**Dataset entries:**
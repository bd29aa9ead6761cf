/// RGBA color with 8 bits per channel, not premultiplied.
///
/// This is the pixel format of a [`Bitmap`](crate::render::Bitmap). In serialized form a color
/// is a `#RRGGBB` or `#RRGGBBAA` string.
#[derive(Debug, Default, Copy, Clone, PartialEq, Eq, Hash)]
#[cfg_attr(feature = "serde", derive(serde::Serialize, serde::Deserialize))]
#[cfg_attr(feature = "serde", serde(try_from = "String", into = "String"))]
pub struct Color {
    r: u8,
    g: u8,
    b: u8,
    a: u8,
}

impl Color {
    /// Fully transparent black. Fresh bitmaps are cleared with it.
    pub const TRANSPARENT: Color = Color::rgba(0, 0, 0, 0);
    /// Opaque white.
    pub const WHITE: Color = Color::rgba(255, 255, 255, 255);
    /// Opaque black.
    pub const BLACK: Color = Color::rgba(0, 0, 0, 255);

    /// Color from its channels.
    pub const fn rgba(r: u8, g: u8, b: u8, a: u8) -> Self {
        Self { r, g, b, a }
    }

    /// Opaque color.
    pub const fn rgb(r: u8, g: u8, b: u8) -> Self {
        Self::rgba(r, g, b, 255)
    }

    /// Color from the four bytes of an RGBA pixel.
    pub const fn from_bytes(bytes: [u8; 4]) -> Self {
        Self::rgba(bytes[0], bytes[1], bytes[2], bytes[3])
    }

    /// The four bytes of an RGBA pixel.
    pub const fn to_bytes(self) -> [u8; 4] {
        [self.r, self.g, self.b, self.a]
    }

    /// Red.
    pub fn r(&self) -> u8 {
        self.r
    }

    /// Green.
    pub fn g(&self) -> u8 {
        self.g
    }

    /// Blue.
    pub fn b(&self) -> u8 {
        self.b
    }

    /// Alpha.
    pub fn a(&self) -> u8 {
        self.a
    }

    /// Same color with a different alpha.
    pub fn with_alpha(self, a: u8) -> Self {
        Self { a, ..self }
    }

    /// `#RRGGBBAA` representation.
    pub fn to_hex(&self) -> String {
        let [r, g, b, a] = self.to_bytes();
        format!("#{r:02X}{g:02X}{b:02X}{a:02X}")
    }

    /// Parses `#RRGGBB` or `#RRGGBBAA`. Colors without alpha are opaque.
    pub fn from_hex(hex: &str) -> Option<Self> {
        let digits = hex.strip_prefix('#')?;
        if !digits.is_ascii() || (digits.len() != 6 && digits.len() != 8) {
            return None;
        }

        let mut bytes = [255u8; 4];
        for (byte, chunk) in bytes.iter_mut().zip(digits.as_bytes().chunks(2)) {
            let chunk = std::str::from_utf8(chunk).ok()?;
            *byte = u8::from_str_radix(chunk, 16).ok()?;
        }

        Some(Self::from_bytes(bytes))
    }
}

impl TryFrom<String> for Color {
    type Error = String;

    fn try_from(value: String) -> Result<Self, Self::Error> {
        Self::from_hex(&value).ok_or_else(|| format!("not a hex color: {value}"))
    }
}

impl From<Color> for String {
    fn from(color: Color) -> Self {
        color.to_hex()
    }
}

**WORK REQUIRED:** Can you give every line above again, exactly as written?

**TASK RESPONSE:**
repository bd29aa9ead6761cf
/// RGBA color with 8 bits per channel, not premultiplied.
///
/// This is the pixel format of a [`Bitmap`](crate::render::Bitmap). In serialized form a color
/// is a `#RRGGBB` or `#RRGGBBAA` string.
#[derive(Debug, Default, Copy, Clone, PartialEq, Eq, Hash)]
#[cfg_attr(feature = "serde", derive(serde::Serialize, serde::Deserialize))]
#[cfg_attr(feature = "serde", serde(try_from = "String", into = "String"))]
pub struct Color {
    r: u8,
    g: u8,
    b: u8,
    a: u8,
}

impl Color {
    /// Fully transparent black. Fresh bitmaps are cleared with it.
    pub const TRANSPARENT: Color = Color::rgba(0, 0, 0, 0);
    /// Opaque white.
    pub const WHITE: Color = Color::rgba(255, 255, 255, 255);
    /// Opaque black.
    pub const BLACK: Color = Color::rgba(0, 0, 0, 255);

    /// Color from its channels.
    pub const fn rgba(r: u8, g: u8, b: u8, a: u8) -> Self {
        Self { r, g, b, a }
    }

    /// Opaque color.
    pub const fn rgb(r: u8, g: u8, b: u8) -> Self {
        Self::rgba(r, g, b, 255)
    }

    /// Color from the four bytes of an RGBA pixel.
    pub const fn from_bytes(bytes: [u8; 4]) -> Self {
        Self::rgba(bytes[0], bytes[1], bytes[2], bytes[3])
    }

    /// The four bytes of an RGBA pixel.
    pub const fn to_bytes(self) -> [u8; 4] {
        [self.r, self.g, self.b, self.a]
    }

    /// Red.
    pub fn r(&self) -> u8 {
        self.r
    }

    /// Green.
    pub fn g(&self) -> u8 {
        self.g
    }

    /// Blue.
    pub fn b(&self) -> u8 {
        self.b
    }

    /// Alpha.
    pub fn a(&self) -> u8 {
        self.a
    }

    /// Same color with a different alpha.
    pub fn with_alpha(self, a: u8) -> Self {
        Self { a, ..self }
    }

    /// `#RRGGBBAA` representation.
    pub fn to_hex(&self) -> String {
        let [r, g, b, a] = self.to_bytes();
        format!("#{r:02X}{g:02X}{b:02X}{a:02X}")
    }

    /// Parses `#RRGGBB` or `#RRGGBBAA`. Colors without alpha are opaque.
    pub fn from_hex(hex: &str) -> Option<Self> {
        let digits = hex.strip_prefix('#')?;
        if !digits.is_ascii() || (digits.len() != 6 && digits.len() != 8) {
            return None;
        }

        let mut bytes = [255u8; 4];
        for (byte, chunk) in bytes.iter_mut().zip(digits.as_bytes().chunks(2)) {
            let chunk = std::str::from_utf8(chunk).ok()?;
            *byte = u8::from_str_radix(chunk, 16).ok()?;
        }

        Some(Self::from_bytes(bytes))
    }
}

impl TryFrom<String> for Color {
    type Error = String;

    fn try_from(value: String) -> Result<Self, Self::Error> {
        Self::from_hex(&value).ok_or_else(|| format!("not a hex color: {value}"))
    }
}

impl From<Color> for String {
    fn from(color: Color) -> Self {
        color.to_hex()
    }
}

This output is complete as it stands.